DATA FOR THIS EXERCISE START

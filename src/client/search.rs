use std::time::Duration;

use tokio::sync::mpsc;
use tokio::time::{sleep, Instant};

/// Quiet period after the last keystroke before a search is issued.
pub const SEARCH_DEBOUNCE: Duration = Duration::from_millis(400);

/// Input events of the search box.
#[derive(Debug, Clone, PartialEq, Eq)]
pub enum SearchEvent {
    Typed(String),
    Cleared,
}

/// Fetches the list page should issue.
#[derive(Debug, Clone, PartialEq, Eq)]
pub enum SearchRequest {
    Search(String),
    FetchAll,
}

/// Turns search box events into list fetches.
///
/// Each keystroke (re)starts the `delay` timer and only the text present when it expires
/// is searched. Clearing the box fetches the full list immediately and drops any pending
/// search. Returns when either channel closes.
pub async fn debounce_search(
    mut events: mpsc::Receiver<SearchEvent>,
    delay: Duration,
    requests: mpsc::Sender<SearchRequest>,
) {
    let mut pending: Option<String> = None;
    let timer = sleep(delay);
    tokio::pin!(timer);

    loop {
        tokio::select! {
            event = events.recv() => {
                let request = match event {
                    Some(SearchEvent::Typed(text)) if !text.trim().is_empty() => {
                        pending = Some(text.trim().to_string());
                        timer.as_mut().reset(Instant::now() + delay);
                        continue;
                    }
                    Some(SearchEvent::Typed(_)) | Some(SearchEvent::Cleared) => {
                        pending = None;
                        SearchRequest::FetchAll
                    }
                    None => break,
                };
                if requests.send(request).await.is_err() {
                    break;
                }
            }
            () = &mut timer, if pending.is_some() => {
                if let Some(term) = pending.take() {
                    tracing::debug!(term = %term, "Search settled");
                    if requests.send(SearchRequest::Search(term)).await.is_err() {
                        break;
                    }
                }
            }
        }
    }
}

#[cfg(test)]
mod tests {
    use super::*;

    fn spawn_debouncer() -> (mpsc::Sender<SearchEvent>, mpsc::Receiver<SearchRequest>) {
        let (event_tx, event_rx) = mpsc::channel(16);
        let (request_tx, request_rx) = mpsc::channel(16);
        tokio::spawn(debounce_search(event_rx, SEARCH_DEBOUNCE, request_tx));
        (event_tx, request_rx)
    }

    #[tokio::test(start_paused = true)]
    async fn test_burst_of_keystrokes_searches_once() {
        let (events, mut requests) = spawn_debouncer();
        let start = Instant::now();

        for text in ["c", "ch", "char"] {
            events.send(SearchEvent::Typed(text.to_string())).await.unwrap();
        }

        assert_eq!(
            requests.recv().await,
            Some(SearchRequest::Search("char".to_string()))
        );
        let waited = start.elapsed();
        assert!(waited >= SEARCH_DEBOUNCE && waited < Duration::from_millis(405), "{waited:?}");

        drop(events);
        assert_eq!(requests.recv().await, None);
    }

    #[tokio::test(start_paused = true)]
    async fn test_keystroke_resets_timer() {
        let (events, mut requests) = spawn_debouncer();
        let start = Instant::now();

        events.send(SearchEvent::Typed("pi".to_string())).await.unwrap();
        sleep(Duration::from_millis(300)).await;
        events.send(SearchEvent::Typed("pika".to_string())).await.unwrap();

        assert_eq!(
            requests.recv().await,
            Some(SearchRequest::Search("pika".to_string()))
        );
        let waited = start.elapsed();
        assert!(
            waited >= Duration::from_millis(700) && waited < Duration::from_millis(710),
            "{waited:?}"
        );
    }

    #[tokio::test(start_paused = true)]
    async fn test_clear_fetches_all_immediately() {
        let (events, mut requests) = spawn_debouncer();
        let start = Instant::now();

        events.send(SearchEvent::Typed("bulb".to_string())).await.unwrap();
        events.send(SearchEvent::Cleared).await.unwrap();

        assert_eq!(requests.recv().await, Some(SearchRequest::FetchAll));
        assert!(start.elapsed() < SEARCH_DEBOUNCE);

        // The pending search was dropped
        drop(events);
        assert_eq!(requests.recv().await, None);
    }

    #[tokio::test(start_paused = true)]
    async fn test_blank_text_counts_as_clear() {
        let (events, mut requests) = spawn_debouncer();

        events.send(SearchEvent::Typed("   ".to_string())).await.unwrap();
        assert_eq!(requests.recv().await, Some(SearchRequest::FetchAll));
    }
}
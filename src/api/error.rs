use axum::extract::multipart::MultipartRejection;
use axum::http::StatusCode;
use axum::response::{IntoResponse, Response};
use axum::Json;
use serde::Serialize;

use crate::error::{PokedexError, ValidationError};

#[derive(Debug, Serialize)]
pub struct ErrorBody {
    pub message: String,
    #[serde(rename = "missingFields", skip_serializing_if = "Option::is_none")]
    pub missing_fields: Option<Vec<&'static str>>,
    #[serde(skip_serializing_if = "Option::is_none")]
    pub field: Option<String>,
}

impl PokedexError {
    fn status_code(&self) -> StatusCode {
        match self {
            PokedexError::Validation(_) => StatusCode::BAD_REQUEST,
            PokedexError::NotFound(_) => StatusCode::NOT_FOUND,
            PokedexError::Request(_)
            | PokedexError::Storage(_)
            | PokedexError::Persistence(_) => StatusCode::INTERNAL_SERVER_ERROR,
        }
    }

    fn body(&self) -> ErrorBody {
        let (message, missing_fields, field) = match self {
            PokedexError::Validation(ValidationError::MissingFields(fields)) => (
                "Missing required fields".to_string(),
                Some(fields.clone()),
                None,
            ),
            PokedexError::Validation(ValidationError::InvalidField { field, .. }) => {
                (self.to_string(), None, Some(field.to_string()))
            }
            PokedexError::Validation(ValidationError::UnknownField(field)) => {
                (self.to_string(), None, Some(field.clone()))
            }
            PokedexError::Validation(ValidationError::InvalidId(_)) => {
                ("Invalid or missing Pokémon ID".to_string(), None, None)
            }
            PokedexError::NotFound(_) => ("Pokémon not found".to_string(), None, None),
            PokedexError::Request(_) => ("Error parsing form data".to_string(), None, None),
            PokedexError::Storage(_) => ("Failed to upload image".to_string(), None, None),
            PokedexError::Persistence(_) => ("Internal server error".to_string(), None, None),
        };

        ErrorBody {
            message,
            missing_fields,
            field,
        }
    }
}

impl From<MultipartRejection> for PokedexError {
    fn from(rejection: MultipartRejection) -> Self {
        PokedexError::Request(rejection.body_text())
    }
}

impl IntoResponse for PokedexError {
    fn into_response(self) -> Response {
        let status = self.status_code();
        if status.is_server_error() {
            tracing::error!("Request failed: {}", self);
        } else {
            tracing::debug!("Request rejected: {}", self);
        }
        (status, Json(self.body())).into_response()
    }
}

DATA FOR THIS EXERCISE END

* [WHAT YOU SHOULD DO]
Return all of the above records exactly, leaving no line out.

* [TASK OUTPUT]
filename src/client/search.rs
use std::time::Duration;

use tokio::sync::mpsc;
use tokio::time::{sleep, Instant};

/// Quiet period after the last keystroke before a search is issued.
pub const SEARCH_DEBOUNCE: Duration = Duration::from_millis(400);

/// Input events of the search box.
#[derive(Debug, Clone, PartialEq, Eq)]
pub enum SearchEvent {
    Typed(String),
    Cleared,
}

/// Fetches the list page should issue.
#[derive(Debug, Clone, PartialEq, Eq)]
pub enum SearchRequest {
    Search(String),
    FetchAll,
}

/// Turns search box events into list fetches.
///
/// Each keystroke (re)starts the `delay` timer and only the text present when it expires
/// is searched. Clearing the box fetches the full list immediately and drops any pending
/// search. Returns when either channel closes.
pub async fn debounce_search(
    mut events: mpsc::Receiver<SearchEvent>,
    delay: Duration,
    requests: mpsc::Sender<SearchRequest>,
) {
    let mut pending: Option<String> = None;
    let timer = sleep(delay);
    tokio::pin!(timer);

    loop {
        tokio::select! {
            event = events.recv() => {
                let request = match event {
                    Some(SearchEvent::Typed(text)) if !text.trim().is_empty() => {
                        pending = Some(text.trim().to_string());
                        timer.as_mut().reset(Instant::now() + delay);
                        continue;
                    }
                    Some(SearchEvent::Typed(_)) | Some(SearchEvent::Cleared) => {
                        pending = None;
                        SearchRequest::FetchAll
                    }
                    None => break,
                };
                if requests.send(request).await.is_err() {
                    break;
                }
            }
            () = &mut timer, if pending.is_some() => {
                if let Some(term) = pending.take() {
                    tracing::debug!(term = %term, "Search settled");
                    if requests.send(SearchRequest::Search(term)).await.is_err() {
                        break;
                    }
                }
            }
        }
    }
}

#[cfg(test)]
mod tests {
    use super::*;

    fn spawn_debouncer() -> (mpsc::Sender<SearchEvent>, mpsc::Receiver<SearchRequest>) {
        let (event_tx, event_rx) = mpsc::channel(16);
        let (request_tx, request_rx) = mpsc::channel(16);
        tokio::spawn(debounce_search(event_rx, SEARCH_DEBOUNCE, request_tx));
        (event_tx, request_rx)
    }

    #[tokio::test(start_paused = true)]
    async fn test_burst_of_keystrokes_searches_once() {
        let (events, mut requests) = spawn_debouncer();
        let start = Instant::now();

        for text in ["c", "ch", "char"] {
            events.send(SearchEvent::Typed(text.to_string())).await.unwrap();
        }

        assert_eq!(
            requests.recv().await,
            Some(SearchRequest::Search("char".to_string()))
        );
        let waited = start.elapsed();
        assert!(waited >= SEARCH_DEBOUNCE && waited < Duration::from_millis(405), "{waited:?}");

        drop(events);
        assert_eq!(requests.recv().await, None);
    }

    #[tokio::test(start_paused = true)]
    async fn test_keystroke_resets_timer() {
        let (events, mut requests) = spawn_debouncer();
        let start = Instant::now();

        events.send(SearchEvent::Typed("pi".to_string())).await.unwrap();
        sleep(Duration::from_millis(300)).await;
        events.send(SearchEvent::Typed("pika".to_string())).await.unwrap();

        assert_eq!(
            requests.recv().await,
            Some(SearchRequest::Search("pika".to_string()))
        );
        let waited = start.elapsed();
        assert!(
            waited >= Duration::from_millis(700) && waited < Duration::from_millis(710),
            "{waited:?}"
        );
    }

    #[tokio::test(start_paused = true)]
    async fn test_clear_fetches_all_immediately() {
        let (events, mut requests) = spawn_debouncer();
        let start = Instant::now();

        events.send(SearchEvent::Typed("bulb".to_string())).await.unwrap();
        events.send(SearchEvent::Cleared).await.unwrap();

        assert_eq!(requests.recv().await, Some(SearchRequest::FetchAll));
        assert!(start.elapsed() < SEARCH_DEBOUNCE);

        // The pending search was dropped
        drop(events);
        assert_eq!(requests.recv().await, None);
    }

    #[tokio::test(start_paused = true)]
    async fn test_blank_text_counts_as_clear() {
        let (events, mut requests) = spawn_debouncer();

        events.send(SearchEvent::Typed("   ".to_string())).await.unwrap();
        assert_eq!(requests.recv().await, Some(SearchRequest::FetchAll));
    }
}
filename src/api/error.rs
use axum::extract::multipart::MultipartRejection;
use axum::http::StatusCode;
use axum::response::{IntoResponse, Response};
use axum::Json;
use serde::Serialize;

use crate::error::{PokedexError, ValidationError};

#[derive(Debug, Serialize)]
pub struct ErrorBody {
    pub message: String,
    #[serde(rename = "missingFields", skip_serializing_if = "Option::is_none")]
    pub missing_fields: Option<Vec<&'static str>>,
    #[serde(skip_serializing_if = "Option::is_none")]
    pub field: Option<String>,
}

impl PokedexError {
    fn status_code(&self) -> StatusCode {
        match self {
            PokedexError::Validation(_) => StatusCode::BAD_REQUEST,
            PokedexError::NotFound(_) => StatusCode::NOT_FOUND,
            PokedexError::Request(_)
            | PokedexError::Storage(_)
            | PokedexError::Persistence(_) => StatusCode::INTERNAL_SERVER_ERROR,
        }
    }

    fn body(&self) -> ErrorBody {
        let (message, missing_fields, field) = match self {
            PokedexError::Validation(ValidationError::MissingFields(fields)) => (
                "Missing required fields".to_string(),
                Some(fields.clone()),
                None,
            ),
            PokedexError::Validation(ValidationError::InvalidField { field, .. }) => {
                (self.to_string(), None, Some(field.to_string()))
            }
            PokedexError::Validation(ValidationError::UnknownField(field)) => {
                (self.to_string(), None, Some(field.clone()))
            }
            PokedexError::Validation(ValidationError::InvalidId(_)) => {
                ("Invalid or missing Pokémon ID".to_string(), None, None)
            }
            PokedexError::NotFound(_) => ("Pokémon not found".to_string(), None, None),
            PokedexError::Request(_) => ("Error parsing form data".to_string(), None, None),
            PokedexError::Storage(_) => ("Failed to upload image".to_string(), None, None),
            PokedexError::Persistence(_) => ("Internal server error".to_string(), None, None),
        };

        ErrorBody {
            message,
            missing_fields,
            field,
        }
    }
}

impl From<MultipartRejection> for PokedexError {
    fn from(rejection: MultipartRejection) -> Self {
        PokedexError::Request(rejection.body_text())
    }
}

impl IntoResponse for PokedexError {
    fn into_response(self) -> Response {
        let status = self.status_code();
        if status.is_server_error() {
            tracing::error!("Request failed: {}", self);
        } else {
            tracing::debug!("Request rejected: {}", self);
        }
        (status, Json(self.body())).into_response()
    }
}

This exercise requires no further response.